An informal survey of 14 academic physicians, among them obstetricians, psychiatrists and internists, revealed that none were aware of a pre-eclampsia-associated puerperal psychosis, let alone its eponymous designation. Two current literature reviews of eclampsia and pre-eclampsia make no mention of puerperal psychosis in their list of symptoms, suggesting that this is not a well-known correlation. 5, 11

There is urgency in the treatment of puerperal psychosis. In the first instance, the baby must be protected and never left alone with the mother. In addition, haste is of the essence in order to facilitate nursing and to encourage maternal-infant bonding. For these reasons, electroconvulsive therapy (ECT) is often used, especially if the mother does not have adequate food and fluid intake. As often, antipsychotic medications are used to effect recovery.

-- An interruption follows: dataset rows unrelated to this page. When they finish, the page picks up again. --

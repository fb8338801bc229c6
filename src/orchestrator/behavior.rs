//! Behavior Log (L1)

use chrono::{Duration, Utc};
use std::sync::Arc;
use tracing::{debug, info, warn};

use super::dispatcher::JudgmentDispatcher;
use crate::emit_event;
use crate::error::StorageResult;
use crate::oracle::{Layer, YiJingOracle};
use crate::orchestrator::event_bus::PetEvent;
use crate::pet::{ActionKind, BehaviorEvent};
use crate::store::PetStore;

/// Append-only action log, bounded per pet by age and count. Each append
/// cleans up the pet's old events and schedules a judgment.
pub struct BehaviorLog {
    store: Arc<dyn PetStore>,
    oracle: Arc<YiJingOracle>,
    dispatcher: Option<Arc<JudgmentDispatcher>>,
    retention: Duration,
    max_events: usize,
}

impl BehaviorLog {
    pub fn new(store: Arc<dyn PetStore>, oracle: Arc<YiJingOracle>, retention: Duration) -> Self {
        Self { store, oracle, dispatcher: None, retention, max_events: usize::MAX }
    }

    pub fn with_max_events(mut self, max_events: usize) -> Self {
        self.max_events = max_events.max(1);
        self
    }

    pub fn with_dispatcher(mut self, dispatcher: Arc<JudgmentDispatcher>) -> Self {
        self.dispatcher = Some(dispatcher);
        self
    }

    /// Appends an event and returns its id. Unknown action tags are accepted.
    ///
    /// Only the insert can fail the call. Once the event is stored, cleanup
    /// errors are logged and the judgment is still scheduled.
    pub async fn record(&self, pet_id: &str, action: &str, target: &str, context: &str) -> StorageResult<String> {
        let event = BehaviorEvent::new(pet_id, ActionKind::from(action), target, context);
        self.store.insert_event(&event).await?;
        self.clean_up(pet_id).await;

        if !context.trim().is_empty() {
            self.oracle.evaluate(pet_id, context, Layer::Behavior).await;
        }

        debug!("Recorded {} for {} ({})", event.action, pet_id, event.id);
        emit_event!(PetEvent::BehaviorRecorded {
            pet_id: pet_id.to_string(),
            event_id: event.id.clone(),
            action: event.action.to_string(),
        });

        if let Some(dispatcher) = &self.dispatcher {
            dispatcher.schedule(pet_id).await;
        }
        Ok(event.id)
    }

    async fn clean_up(&self, pet_id: &str) {
        match self
            .store
            .purge_processed_events(pet_id, Utc::now() - self.retention)
            .await
        {
            Ok(0) => {}
            Ok(purged) => debug!("Purged {} processed events for {}", purged, pet_id),
            Err(e) => warn!("Retention purge failed for {}: {}", pet_id, e),
        }

        if self.max_events == usize::MAX {
            return;
        }
        match self.store.trim_events(pet_id, self.max_events).await {
            Ok(0) => {}
            Ok(trimmed) => warn!(
                "Behavior log for {} over {} events, dropped {} oldest",
                pet_id, self.max_events, trimmed
            ),
            Err(e) => warn!("Event trim failed for {}: {}", pet_id, e),
        }
    }

    /// Purges processed events past retention for every pet.
    pub async fn sweep(&self) -> StorageResult<usize> {
        let cutoff = Utc::now() - self.retention;
        let mut total = 0;
        for pet in self.store.list_pets().await? {
            total += self.store.purge_processed_events(&pet.id, cutoff).await?;
        }
        if total > 0 {
            info!("Retention sweep removed {} processed events", total);
        }
        Ok(total)
    }
}
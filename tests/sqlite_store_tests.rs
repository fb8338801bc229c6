use anyhow::Result;
use chrono::{Duration, Utc};
use std::sync::Arc;
use tempfile::tempdir;

use pet_evolution::agent::OfflineGenerator;
use pet_evolution::pet::{
    ActionKind, BehaviorEvent, DescriptorEvolutionRecord, JudgmentDetail, JudgmentRecord, PetTrait,
    StatDelta, StatKind, TraitKind, TriggerClauses,
};
use pet_evolution::{Pet, PetConfig, PetCore, PetStore, Rarity, SqlitePetStore};

fn detail() -> JudgmentDetail {
    JudgmentDetail {
        contributions: Vec::new(),
        raw_weight: 2.0,
        rarity: Rarity::N,
        rarity_multiplier: 1.0,
        accumulated_weight: 2.0,
        distinct_actions: vec![ActionKind::Feed],
        clauses: TriggerClauses { weight: false, unique_actions: false, time_since_evolution: true },
        oracle_hexagram: Some("kun".into()),
        summary: "test".into(),
    }
}

#[tokio::test]
async fn test_claim_conflict_writes_nothing() -> Result<()> {
    let dir = tempdir()?;
    let store = SqlitePetStore::new(dir.path().join("pets.db")).await?;
    let pet = Pet::new("Mochi", "Ember Fox", Rarity::N);
    store.insert_pet(&pet).await?;

    let a = BehaviorEvent::new(&pet.id, ActionKind::Feed, "", "");
    let b = BehaviorEvent::new(&pet.id, ActionKind::Play, "", "");
    store.insert_event(&a).await?;
    store.insert_event(&b).await?;

    let first = JudgmentRecord::new(&pet.id, 1, detail());
    store.complete_judgment(&first, &[a.id.clone()]).await?;

    let second = JudgmentRecord::new(&pet.id, 2, detail());
    let err = store.complete_judgment(&second, &[a.id.clone(), b.id.clone()]).await.unwrap_err();
    assert!(err.is_conflict());

    // b stays claimable and only the first record exists
    let pending = store.unprocessed_events(&pet.id).await?;
    assert_eq!(pending.len(), 1);
    assert_eq!(pending[0].id, b.id);
    let judgments = store.judgments(&pet.id).await?;
    assert_eq!(judgments.len(), 1);
    assert_eq!(judgments[0].detail.oracle_hexagram.as_deref(), Some("kun"));
    assert_eq!(store.latest_judgment(&pet.id).await?.unwrap().id, first.id);
    Ok(())
}

#[tokio::test]
async fn test_solidify_retires_oldest_and_applies_stats() -> Result<()> {
    let dir = tempdir()?;
    let store = SqlitePetStore::new(dir.path().join("pets.db")).await?;
    let pet = Pet::new("Mochi", "Ember Fox", Rarity::N);
    store.insert_pet(&pet).await?;

    let mut effects = StatDelta::new();
    effects.insert(StatKind::Speed, 2);
    for name in ["one", "two", "three"] {
        let t = PetTrait::new(&pet.id, name, TraitKind::Passive, "", effects.clone());
        store.solidify_traits(&pet.id, &[t.clone()], &t.effects, 3).await?;
        tokio::time::sleep(std::time::Duration::from_millis(5)).await;
    }

    let newest = PetTrait::new(&pet.id, "four", TraitKind::Trigger, "", StatDelta::new());
    let retired = store.solidify_traits(&pet.id, &[newest], &StatDelta::new(), 3).await?;
    assert_eq!(retired, 1);

    let loaded = store.get_pet(&pet.id).await?.unwrap();
    let names: Vec<String> = loaded.traits.iter().map(|t| t.name.clone()).collect();
    assert_eq!(names, vec!["two", "three", "four"]);
    assert_eq!(loaded.stats.get(StatKind::Speed), 16);

    let all = store.traits(&pet.id, true).await?;
    assert_eq!(all.len(), 4);
    assert!(!all.iter().find(|t| t.name == "one").unwrap().active);
    Ok(())
}

#[tokio::test]
async fn test_descriptor_evolution_and_purge() -> Result<()> {
    let dir = tempdir()?;
    let store = SqlitePetStore::new(dir.path().join("pets.db")).await?;
    let pet = Pet::new("Mochi", "Ember Fox", Rarity::N);
    store.insert_pet(&pet).await?;

    let record = DescriptorEvolutionRecord {
        id: "evo-1".into(),
        pet_id: pet.id.clone(),
        old_descriptor: pet.descriptor.clone(),
        new_descriptor: format!("{}\nMochi found a friend.", pet.descriptor),
        content: "{}".into(),
        used_fallback: true,
        created_at: Utc::now(),
    };
    store.apply_descriptor_evolution(&record).await?;

    let loaded = store.get_pet(&pet.id).await?.unwrap();
    assert_eq!(loaded.descriptor, record.new_descriptor);
    assert!(loaded.last_evolved_at.is_some());
    let history = store.descriptor_history(&pet.id).await?;
    assert_eq!(history.len(), 1);
    assert_eq!(history[0].id, record.id);
    assert_eq!(history[0].old_descriptor, pet.descriptor);
    assert!(history[0].used_fallback);

    let event = BehaviorEvent::new(&pet.id, ActionKind::Rest, "", "");
    store.insert_event(&event).await?;
    store
        .complete_judgment(&JudgmentRecord::new(&pet.id, 1, detail()), &[event.id.clone()])
        .await?;
    assert_eq!(store.purge_processed_events(&pet.id, Utc::now() - Duration::days(1)).await?, 0);
    assert_eq!(store.purge_processed_events(&pet.id, Utc::now() + Duration::seconds(1)).await?, 1);
    Ok(())
}

#[tokio::test]
async fn test_pipeline_state_survives_reopen() -> Result<()> {
    let dir = tempdir()?;
    let path = dir.path().join("pets.db");

    let mut config = PetConfig::default();
    config.judgment.cooldown_secs = 0;
    let pet_id = {
        let store: Arc<dyn PetStore> = Arc::new(SqlitePetStore::new(&path).await?);
        let core = PetCore::without_dispatch(store, Arc::new(OfflineGenerator), config.clone());
        let pet = core.register_pet("Mochi", "Tide Turtle", Rarity::R).await?;
        for action in ["battle", "explore", "train", "feed"] {
            core.record_behavior(&pet.id, action, "reef", "a bright and happy day").await?;
        }
        assert!(core.judge_pet(&pet.id).await?.evolved());
        pet.id
    };

    let store: Arc<dyn PetStore> = Arc::new(SqlitePetStore::new(&path).await?);
    let core = PetCore::without_dispatch(store, Arc::new(OfflineGenerator), config);
    let pet = core.get_pet(&pet_id).await?;
    assert_eq!(pet.traits.len(), 1);
    assert_eq!(core.judgments(&pet_id).await?.len(), 1);
    assert_eq!(core.descriptor_history(&pet_id).await?.len(), 1);
    assert!(pet.descriptor.lines().count() >= 2);

    let candidates = core.score_paths(&pet_id, "ocean").await?;
    assert!(!candidates.is_empty() && candidates.len() <= 2);
    Ok(())
}

#[tokio::test]
async fn test_trim_drops_processed_before_pending() -> Result<()> {
    let dir = tempdir()?;
    let store = SqlitePetStore::new(dir.path().join("pets.db")).await?;
    let pet = Pet::new("Mochi", "Ember Fox", Rarity::N);
    store.insert_pet(&pet).await?;

    let mut ids = Vec::new();
    for action in [ActionKind::Feed, ActionKind::Play, ActionKind::Train, ActionKind::Rest] {
        let event = BehaviorEvent::new(&pet.id, action, "", "");
        store.insert_event(&event).await?;
        ids.push(event.id);
        tokio::time::sleep(std::time::Duration::from_millis(2)).await;
    }
    // the newest event is judged, so it goes first despite its age
    store.complete_judgment(&JudgmentRecord::new(&pet.id, 1, detail()), &ids[3..]).await?;

    assert_eq!(store.trim_events(&pet.id, 10).await?, 0);
    assert_eq!(store.trim_events(&pet.id, 2).await?, 2);
    let pending: Vec<String> = store.unprocessed_events(&pet.id).await?.into_iter().map(|e| e.id).collect();
    assert_eq!(pending, vec![ids[1].clone(), ids[2].clone()]);
    Ok(())
}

This patient’s psychosis resolved rapidly within three days of normalization of her blood pressure, without the use of antipsychotic medication.  It is noteworthy that if a consultation had been performed for her during her second admission, she would likely have received risperidone, our most reliably available second-generation antipsychotic. When she had improved in three days, risperidone would have been credited for her recovery. There are no controlled studies of the use of antipsychotic medications for the treatment of post-partum psychosis, although they and ECT are the standards of practice in the community. The possibility that the Donkin variation of post-partum psychosis may be successfully treated solely with antihypertensive medication is intriguing. Medications in low-resourced countries are frequently out of stock. The potential additional side effects of the antipsychotics, both for mother and nursing newborn, are unwanted. The use of unnecessary medication is an all-too-frequent occurrence in modern medical practice.

Conclusion

Donkin Psychosis appears to be similar to delirium; that is, an acute confusional state with an underlying medical cause that resolves when the cause is remedied. It may not require the use of ECT or antipsychotic medication to  effect a recovery.   Based on a single case, it appears to be important to consider the use of antihypertensive medication alone (with magnesium sulfate for seizure prevention) for the treatment of this condition, at least in the initial phase of treatment and in the absence of a personal or family history of a preceding mood disorder.